Exercise materials
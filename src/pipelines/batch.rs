use std::collections::BTreeMap;
use std::path::{Path, PathBuf};
use log::{debug, error, info, warn};
use crate::config::defs::{
    BatchConfig, FilterConfig, PipelineError, FASTQ_EXT, GZIP_EXT, HISTOGRAM_DIR, QUALITY_SCORE_LABEL,
    READ_LENGTH_LABEL,
};
use crate::pipelines::filter::{filter_fastq, FilterReport};
use crate::pipelines::summary::extract_histogram_stats;
use crate::utils::file::{ensure_dir, file_stem, filtered_file_name, gzip_file, remove_file_if_exists, walk_dir};
use crate::utils::histogram::{plot_path, report_path};


/// What happened to one input file.
#[derive(Debug, Clone, PartialEq)]
pub enum FileOutcome {
    Estimated { construct_length: f64, report: FilterReport },
    /// Filtered, but no construct length could be called (no reads, or no peak).
    NoEstimate { report: Option<FilterReport>, reason: String },
    /// Not processed to completion.
    Failed { input: PathBuf, reason: String },
}

impl FileOutcome {
    pub fn construct_length(&self) -> Option<f64> {
        match self {
            FileOutcome::Estimated { construct_length, .. } => Some(*construct_length),
            _ => None,
        }
    }
}

#[derive(Debug, Clone, Default)]
pub struct BatchReport {
    pub output_root: PathBuf,
    /// Keyed by the filtered output file path as written, before compression.
    pub outcomes: BTreeMap<PathBuf, FileOutcome>,
    pub compressed: Vec<PathBuf>,
    pub summary_path: Option<PathBuf>,
}

impl BatchReport {
    /// Output file -> estimated construct length, None where absent.
    pub fn estimates(&self) -> BTreeMap<PathBuf, Option<f64>> {
        self.outcomes
            .iter()
            .map(|(path, outcome)| (path.clone(), outcome.construct_length()))
            .collect()
    }

    pub fn failed_files(&self) -> Vec<&Path> {
        self.outcomes
            .values()
            .filter_map(|outcome| match outcome {
                FileOutcome::Failed { input, .. } => Some(input.as_path()),
                _ => None,
            })
            .collect()
    }
}


/// Filters every `.fastq` file under the input root into a mirrored output
/// tree, then gzips the outputs and writes the histogram summary.
///
/// A file that cannot be processed is recorded as `Failed` and the batch moves
/// on, unless `fail_fast` is set. Only problems with the roots themselves
/// fail the whole batch.
///
/// # Arguments
///
/// * `config` - Roots, thresholds and post-processing switches.
///
/// # Returns
/// BatchReport with one outcome per discovered file.
pub fn process_directory(config: &BatchConfig) -> Result<BatchReport, PipelineError> {
    let input_root = config.input_dir.as_path();
    if !input_root.is_dir() {
        return Err(PipelineError::InvalidConfig(format!(
            "Input directory {} does not exist",
            input_root.display()
        )));
    }
    let output_root = config.output_root();
    ensure_dir(&output_root)?;
    info!("Filtering {} -> {}", input_root.display(), output_root.display());

    let exclude = output_root.starts_with(input_root).then_some(output_root.as_path());
    let (dirs, files) = walk_dir(input_root, FASTQ_EXT, exclude)?;
    debug!("Found {} sequence file(s) in {} directories", files.len(), dirs.len());

    for dir in &dirs {
        let mirrored = mirror_path(input_root, &output_root, dir);
        if let Err(e) = ensure_dir(&mirrored) {
            warn!("Could not mirror {}: {}", dir.display(), e);
        }
    }

    let mut report = BatchReport {
        output_root: output_root.clone(),
        ..Default::default()
    };

    for input in &files {
        let out_dir = match input.parent() {
            Some(parent) => mirror_path(input_root, &output_root, parent),
            None => output_root.clone(),
        };
        let output = out_dir.join(filtered_file_name(input));

        let outcome = match process_file(input, &output, &out_dir, &config.filter) {
            Ok(outcome) => outcome,
            Err(e) => {
                error!("Failed to process {}: {}", input.display(), e);
                discard_outputs(input, &output, &out_dir);
                if config.fail_fast {
                    return Err(e);
                }
                FileOutcome::Failed { input: input.clone(), reason: e.to_string() }
            }
        };
        report.outcomes.insert(output, outcome);
    }

    if config.compress {
        // Only this run's completed outputs
        for (path, outcome) in &report.outcomes {
            if matches!(outcome, FileOutcome::Failed { .. }) || !path.is_file() {
                continue;
            }
            match gzip_file(path, config.keep_uncompressed) {
                Ok(gz) => report.compressed.push(gz),
                Err(e) => warn!("Could not compress {}: {}", path.display(), e),
            }
        }
    }

    if config.summarize {
        match extract_histogram_stats(&output_root) {
            Ok(path) => report.summary_path = Some(path),
            Err(e) => error!("Could not write histogram summary: {}", e),
        }
    }

    let failed = report.failed_files();
    if failed.is_empty() {
        info!("Processed {} file(s) without failures", report.outcomes.len());
    } else {
        warn!(
            "{} of {} file(s) failed: {:?}",
            failed.len(),
            report.outcomes.len(),
            failed
        );
    }

    Ok(report)
}


/// Runs the filter on one file and folds the expected "no estimate" cases
/// into the outcome. Everything else is returned as an error.
fn process_file(
    input: &Path,
    output: &Path,
    out_dir: &Path,
    filter: &FilterConfig,
) -> Result<FileOutcome, PipelineError> {
    let hist_dir = out_dir.join(HISTOGRAM_DIR);
    ensure_dir(&hist_dir)?;
    // Reports left by an earlier run would otherwise reach the summary
    for path in histogram_artifacts(&hist_dir, input) {
        if remove_file_if_exists(&path)? {
            debug!("Removed stale {}", path.display());
        }
    }

    match filter_fastq(input, output, &hist_dir, filter) {
        Ok(outcome) => match outcome.construct_length() {
            Ok(construct_length) => {
                info!("{}: estimated construct length {:.1} bp", input.display(), construct_length);
                Ok(FileOutcome::Estimated { construct_length, report: outcome.report })
            }
            Err(e) => {
                warn!("{}: {}", input.display(), e);
                Ok(FileOutcome::NoEstimate { report: Some(outcome.report), reason: e.to_string() })
            }
        },
        Err(e @ PipelineError::EmptySample(_)) => {
            warn!("{}: {}", input.display(), e);
            Ok(FileOutcome::NoEstimate { report: None, reason: e.to_string() })
        }
        Err(e) => Err(e),
    }
}

fn histogram_artifacts(hist_dir: &Path, input: &Path) -> Vec<PathBuf> {
    let stem = file_stem(input);
    [READ_LENGTH_LABEL, QUALITY_SCORE_LABEL]
        .iter()
        .flat_map(|label| [report_path(hist_dir, &stem, label), plot_path(hist_dir, &stem, label)])
        .collect()
}

/// Removes whatever a failed file left behind: a partial filtered file, its
/// compressed copy from an earlier run, and any histogram reports or plots.
fn discard_outputs(input: &Path, output: &Path, out_dir: &Path) {
    let mut gz_name = output.as_os_str().to_owned();
    gz_name.push(GZIP_EXT);
    let mut leftovers = vec![output.to_path_buf(), PathBuf::from(gz_name)];
    leftovers.extend(histogram_artifacts(&out_dir.join(HISTOGRAM_DIR), input));

    for path in leftovers {
        match remove_file_if_exists(&path) {
            Ok(true) => debug!("Discarded {}", path.display()),
            Ok(false) => {}
            Err(e) => warn!("Could not discard {}: {}", path.display(), e),
        }
    }
}

fn mirror_path(input_root: &Path, output_root: &Path, path: &Path) -> PathBuf {
    match path.strip_prefix(input_root) {
        Ok(rel) => output_root.join(rel),
        Err(_) => output_root.to_path_buf(),
    }
}


#[cfg(test)]
mod tests {
    use super::*;
    use std::fs;
    use tempfile::tempdir;

    fn record(id: &str, length: usize) -> String {
        format!("@{}\n{}\n+\n{}\n", id, "C".repeat(length), "I".repeat(length))
    }

    #[test]
    fn test_mirror_path() {
        assert_eq!(
            mirror_path(Path::new("/in"), Path::new("/out"), Path::new("/in/a/b")),
            PathBuf::from("/out/a/b")
        );
        assert_eq!(mirror_path(Path::new("/in"), Path::new("/out"), Path::new("/in")), PathBuf::from("/out"));
    }

    #[test]
    fn test_output_inside_input_is_not_reprocessed() -> anyhow::Result<()> {
        let dir = tempdir()?;
        let input = dir.path().join("reads");
        fs::create_dir_all(input.join("s1"))?;
        fs::write(input.join("s1/a.fastq"), record("r", 600))?;

        let mut config = BatchConfig::new(&input);
        config.output_dir = Some(input.join("filtered"));
        config.filter.render_visuals = false;

        let first = process_directory(&config)?;
        assert_eq!(first.outcomes.len(), 1);
        let second = process_directory(&config)?;
        assert_eq!(second.outcomes.len(), 1);
        assert!(input.join("filtered/s1/a_filtered.fastq.gz").exists());
        Ok(())
    }

    #[test]
    fn test_missing_input_root() {
        let config = BatchConfig::new("/definitely/not/here");
        assert!(matches!(process_directory(&config), Err(PipelineError::InvalidConfig(_))));
    }

    #[test]
    fn test_fail_fast() -> anyhow::Result<()> {
        let dir = tempdir()?;
        let input = dir.path().join("reads");
        fs::create_dir_all(&input)?;
        fs::write(input.join("real.fastq"), record("r", 600))?;
        // Make the matching output path a directory so the filtered file cannot be created
        let out = dir.path().join("out");
        fs::create_dir_all(out.join("real_filtered.fastq"))?;

        let mut config = BatchConfig::new(&input);
        config.output_dir = Some(out.clone());
        config.filter.render_visuals = false;
        config.compress = false;

        let report = process_directory(&config)?;
        assert_eq!(report.failed_files(), vec![input.join("real.fastq").as_path()]);

        config.fail_fast = true;
        assert!(matches!(process_directory(&config), Err(PipelineError::Filesystem { .. })));
        Ok(())
    }

    #[test]
    fn test_failed_file_leaves_no_partial_output() -> anyhow::Result<()> {
        let dir = tempdir()?;
        let input = dir.path().join("reads");
        fs::create_dir_all(&input)?;
        fs::write(input.join("real.fastq"), record("r", 600))?;
        // The filtered reads get written, then the quality report cannot be
        let out = dir.path().join("out");
        fs::create_dir_all(out.join("histograms/real_quality_scores.txt"))?;

        let mut config = BatchConfig::new(&input);
        config.output_dir = Some(out.clone());
        config.filter.render_visuals = false;

        let report = process_directory(&config)?;
        assert_eq!(report.failed_files(), vec![input.join("real.fastq").as_path()]);
        assert!(report.compressed.is_empty());
        assert!(!out.join("real_filtered.fastq").exists());
        assert!(!out.join("real_filtered.fastq.gz").exists());
        assert!(!out.join("histograms/real_read_lengths.txt").exists());
        Ok(())
    }

    #[test]
    fn test_rerun_drops_stale_reports() -> anyhow::Result<()> {
        let dir = tempdir()?;
        let input = dir.path().join("reads");
        fs::create_dir_all(input.join("s1"))?;
        fs::write(input.join("s1/a.fastq"), record("r", 600))?;

        let mut config = BatchConfig::new(&input);
        config.filter.render_visuals = false;
        process_directory(&config)?;
        let reports = config.output_root().join("s1/histograms");
        assert!(reports.join("a_read_lengths.txt").exists());

        // Same sample, now without reads
        fs::write(input.join("s1/a.fastq"), "")?;
        let report = process_directory(&config)?;
        assert!(!reports.join("a_read_lengths.txt").exists());
        assert!(!reports.join("a_quality_scores.txt").exists());

        let summary = fs::read_to_string(report.summary_path.expect("summary written"))?;
        assert_eq!(summary.lines().count(), 1);
        Ok(())
    }
}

Action item
Repeat word for word the lines above that run from the line containing "None, reason: e.to_string()" through the line containing "filtered file, its", both ends included, and nothing else.

Your solution
            Ok(FileOutcome::NoEstimate { report: None, reason: e.to_string() })
        }
        Err(e) => Err(e),
    }
}

fn histogram_artifacts(hist_dir: &Path, input: &Path) -> Vec<PathBuf> {
    let stem = file_stem(input);
    [READ_LENGTH_LABEL, QUALITY_SCORE_LABEL]
        .iter()
        .flat_map(|label| [report_path(hist_dir, &stem, label), plot_path(hist_dir, &stem, label)])
        .collect()
}

/// Removes whatever a failed file left behind: a partial filtered file, its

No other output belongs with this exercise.